I wish I could make blogs like Hurtado’s  “required reading” for all churches everywhere, but, in my  opinion, many or most Christians don’t want to actually learn anything new. They are quite content to have their theology “settled”.

If You Could Imagine

Imagine that King David encouraged you to recite his Psalms. Imagine that King Solomon encouraged you to learn from the wisdom of Mishlei (Proverbs). Imagine that Hillel and Rabbi Akiva encouraged you to study Torah. Imagine that the Baal Shem Tov encouraged you to pray with passion and fervor. Imagine that the Chofetz Chaim encouraged you to be careful with your power to speak, and to speak words of positive encouragement and never to speak negatively about others or to insult people. Imagine that Rabbi Levi Yitzchok of Berdichev encouraged you to see the good in others and to find merit for them. Imagine that Rabbi Meir Shapiro encouraged you to learn Daf Yomi and to encourage others to do so. Imagine that Rabbi Noah Weinberg encouraged you to light the fire of Torah in every Jewish heart.

-Rabbi Zelig Pliskin
from Chapter 37 of his new book
Encouragement: Formulas, Stories, and Insights

Rabbi Zelig Pliskin
Rabbi Zelig Pliskin

This is part of Rabbi Pliskin’s advice for how to use our imagination to encourage ourselves. Of course, he’s writing for a Jewish audience, so we may find ourselves limited in imagining that David might really encourage the Goyim to recite his Psalms, and certainly in envisioning the Baal Shem Tov encouraging us to pray with passion and fervor.

As much as I enjoy Rabbi Pliskin’s writing, I wonder if this one isn’t a bit of a stretch.

What would Rav Yeshua (Jesus Christ) encourage a non-Jewish disciple to do? What about Rav Shaul (the Apostle Paul)? The answers to those questions might seem self-evident to a traditional evangelical Christian, but when you realize that the hearts of Yeshua and Paul were first and foremost turned to their Jewish brethren, what does that mean for the rest of us? Do we have the right to even imagine they would encourage us?
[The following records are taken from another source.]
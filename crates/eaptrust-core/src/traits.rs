//! Collaborators driven by the trust handler.
//!
//! All calls happen on the handler's single control thread; none of these
//! may call back into the handler synchronously.

use crate::types::{
    DialogRequest, NetworkId, NetworkSelectionStatus, NotificationRequest, PromptHandle,
    ServerCertificate, TrustDecision,
};

/// Persistent network configuration.
pub trait NetworkStore {
    /// Enable or disable network selection for a network.
    fn update_network_selection_status(
        &mut self,
        network_id: NetworkId,
        status: NetworkSelectionStatus,
    ) -> bool;

    /// Install the approved root and server certificates as the network's
    /// CA material. Returns false if the network could not be updated.
    fn update_ca_certificate(
        &mut self,
        network_id: NetworkId,
        root: &ServerCertificate,
        leaf: &ServerCertificate,
    ) -> bool;

    /// Record that the user approved the network without a CA certificate.
    fn set_approved_without_ca_cert(&mut self, network_id: NetworkId, approved: bool);

    /// Turn trust-on-first-use on or off for a network.
    fn enable_trust_on_first_use(&mut self, network_id: NetworkId, enabled: bool);

    /// Allow or forbid automatic connection to a network.
    fn allow_autojoin(&mut self, network_id: NetworkId, allowed: bool);
}

/// The native supplicant control surface.
pub trait NativeSession {
    /// Drop the cached PMK of a network.
    fn remove_cached_key_material(&mut self, network_id: NetworkId);

    /// Remove every network from the supplicant, clearing its PMKSA cache.
    fn remove_all_networks(&mut self, iface: &str);

    /// Tear down the current association.
    fn disconnect(&mut self, iface: &str);
}

/// Dialog and notification presentation.
pub trait UserPrompt {
    /// Show a modal dialog.
    fn show_dialog(&mut self, request: DialogRequest) -> PromptHandle;

    /// Post a background notification.
    fn show_notification(&mut self, request: NotificationRequest) -> PromptHandle;

    /// Remove a dialog or notification. Unknown handles are ignored.
    fn dismiss(&mut self, handle: PromptHandle);
}

/// Receives the terminal decision of each connection attempt.
pub trait TrustListener {
    /// The server identity was approved.
    fn on_accept(&mut self, ssid: &str);

    /// The user rejected the server identity.
    fn on_reject(&mut self, ssid: &str);

    /// The attempt was abandoned. `None` signals a stale reply.
    fn on_error(&mut self, ssid: Option<&str>);
}

impl TrustListener for Vec<TrustDecision> {
    fn on_accept(&mut self, ssid: &str) {
        self.push(TrustDecision::Accept(ssid.to_string()));
    }

    fn on_reject(&mut self, ssid: &str) {
        self.push(TrustDecision::Reject(ssid.to_string()));
    }

    fn on_error(&mut self, ssid: Option<&str>) {
        self.push(TrustDecision::Error(ssid.map(str::to_string)));
    }
}
//! Terminal outcome of one trust decision.

use serde::{Deserialize, Serialize};

/// The single callback fired for a resolved connection attempt.
#[derive(Debug, Clone, PartialEq, Eq, Serialize, Deserialize)]
#[serde(tag = "decision", content = "ssid", rename_all = "lowercase")]
pub enum TrustDecision {
    /// Server identity approved
    Accept(String),
    /// Server identity rejected by the user
    Reject(String),
    /// Attempt abandoned; `None` means the reply was stale and state was reset
    Error(Option<String>),
}

impl TrustDecision {
    /// SSID the decision applies to, if known
    #[must_use]
    pub fn ssid(&self) -> Option<&str> {
        match self {
            Self::Accept(s) | Self::Reject(s) => Some(s),
            Self::Error(s) => s.as_deref(),
        }
    }

    /// Returns true for [`Self::Accept`]
    #[must_use]
    pub const fn is_accept(&self) -> bool {
        matches!(self, Self::Accept(_))
    }
}

impl std::fmt::Display for TrustDecision {
    fn fmt(&self, f: &mut std::fmt::Formatter<'_>) -> std::fmt::Result {
        match self {
            Self::Accept(ssid) => write!(f, "ACCEPTED {ssid}"),
            Self::Reject(ssid) => write!(f, "REJECTED {ssid}"),
            Self::Error(Some(ssid)) => write!(f, "ERROR {ssid}"),
            Self::Error(None) => write!(f, "ERROR (stale)"),
        }
    }
}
Of course, Paul’s epistles to the various Gentile communities he established were full of encouragement (as well as, in some cases, criticism and even condemnation). After all, he was the emissary to the Gentiles, specifically appointed by Rav Yeshua in a metaphysical vision.

So if we were to imagine Paul encouraging us, what would he say?

For I am convinced that neither death nor life, neither angels nor demons, neither the present nor the future, nor any powers, neither height nor depth, nor anything else in all creation, will be able to separate us from the love of God that is in Christ Jesus our Lord.

Romans 8:38-39

Therefore, my dear brothers, stand firm. Let nothing move you. Always give fully to the work of the Lord because you know that your labor in the Lord is not in vain.

1 Corinthians 15:58

For you know the grace of our Lord Jesus Christ, that though he was rich, yet for your sakes he became poor, so that you through his poverty might become rich.

2 Corinthians 8:9

Blessed is the man who perseveres under trial, because when he has stood the test, he will receive the crown of life that God has promised to those who love him.

James 1:12

The Jewish PaulThese are just quotes and don’t really address how we could imagine Paul encouraging each of us personally. Paul wrote these letters to a different audience, different of his “churches” nearly twenty centuries ago. How can we imagine what he might say to you or me today?

Let’s take a look at part of Rabbi Pliskin’s quote again:

Imagine that King David encouraged you to recite his Psalms. Imagine that King Solomon encouraged you to learn from the wisdom of Mishlei (Proverbs). Imagine that Hillel and Rabbi Akiva encouraged you to study Torah. Imagine that the Baal Shem Tov encouraged you to pray with passion and fervor.

Now, allow me the arrogance of rewording it.

Imagine Rav Yeshua encouraged you to review all that was written about him in the Gospels. Imagine that the Apostle Paul encouraged you to read everything he wrote to encourage the early Gentile disciples in his Epistles. Imagine that James and the Elders in Jerusalem encouraged you to read the Jerusalem letter as an invitation to stand alongside Jewish Messianic community.

Does that seem more reasonable to you? Can you imagine being encouraged in that way by those people?

I don’t know.

Jewish people can feel a kinship for David, Solomon, Rabbi Akiva, and all of the other ancient Jewish luminaries because they are all united, both by blood and by covenant. In a sense, they are all extended family.

Not so for the Gentiles. We have no direct covenant relationship with God, even through Christ (at least not as the Church teaches it). We are symbolically adopted, metaphorically grafted in. We belong only by the grace and mercy of the God of Israel. The only standing we have before our Maker is the one He decides we have.

That said, I’ve met Christians who truly believe the Apostle Paul would feel right at home in their Baptist churches, and that the “services” Paul led were pretty much the same as church services today (I kid you not), in fact, even with a language in common, Paul would find most or all church services totally alien to him.

He might not feel that much more comfortable in a modern synagogue service, but at least the Hebrew and some of the prayers would be familiar so he’d know he was in Jewish community.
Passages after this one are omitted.